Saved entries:
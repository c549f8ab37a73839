//! Error types for config resolution, loading and merging.

use thiserror::Error;

/// Errors returned by the config store and its collaborators.
#[derive(Debug, Error)]
pub enum ConfigError {
    /// Registration input violated a contract (empty name, empty patterns, etc).
    #[error("invalid config: {0}")]
    Validation(String),
    /// An operation referenced a config type that was never registered.
    #[error("config type \"{0}\" does not exist")]
    UnknownType(String),
    /// No loader is registered for a matched file's extension.
    #[error("no loaders are registered for: {extension}")]
    LoaderNotFound { extension: String },
    /// A glob pattern could not be compiled.
    #[error("invalid glob pattern: {0}")]
    Glob(#[from] globset::Error),
    /// Walking a base directory failed.
    #[error("failed to walk directory: {0}")]
    Walk(#[from] walkdir::Error),
    /// Reading a config file failed.
    #[error("failed to read config: {0}")]
    ReadFailed(#[from] std::io::Error),
    /// Parsing a JSON5 config file failed.
    #[error("failed to parse config: {0}")]
    ParseFailed(#[from] json5::Error),
    /// Parsing or converting JSON values failed.
    #[error("failed to decode config: {0}")]
    DecodeFailed(#[from] serde_json::Error),
    /// Parsing a YAML config file failed.
    #[error("failed to parse yaml config: {0}")]
    Yaml(#[from] serde_yaml::Error),
    /// Evaluating an executable config module failed.
    #[error("failed to evaluate module {path}: {message}")]
    Module { path: String, message: String },
    /// A custom loader or transform reported a failure.
    #[error("failed to load {path}: {message}")]
    LoaderFailed { path: String, message: String },
}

EXERCISE DESCRIPTION: Collect each line above holding the string "Parsing".

OUTPUT FOR THIS EXERCISE:
    /// Parsing a JSON5 config file failed.
    /// Parsing or converting JSON values failed.
    /// Parsing a YAML config file failed.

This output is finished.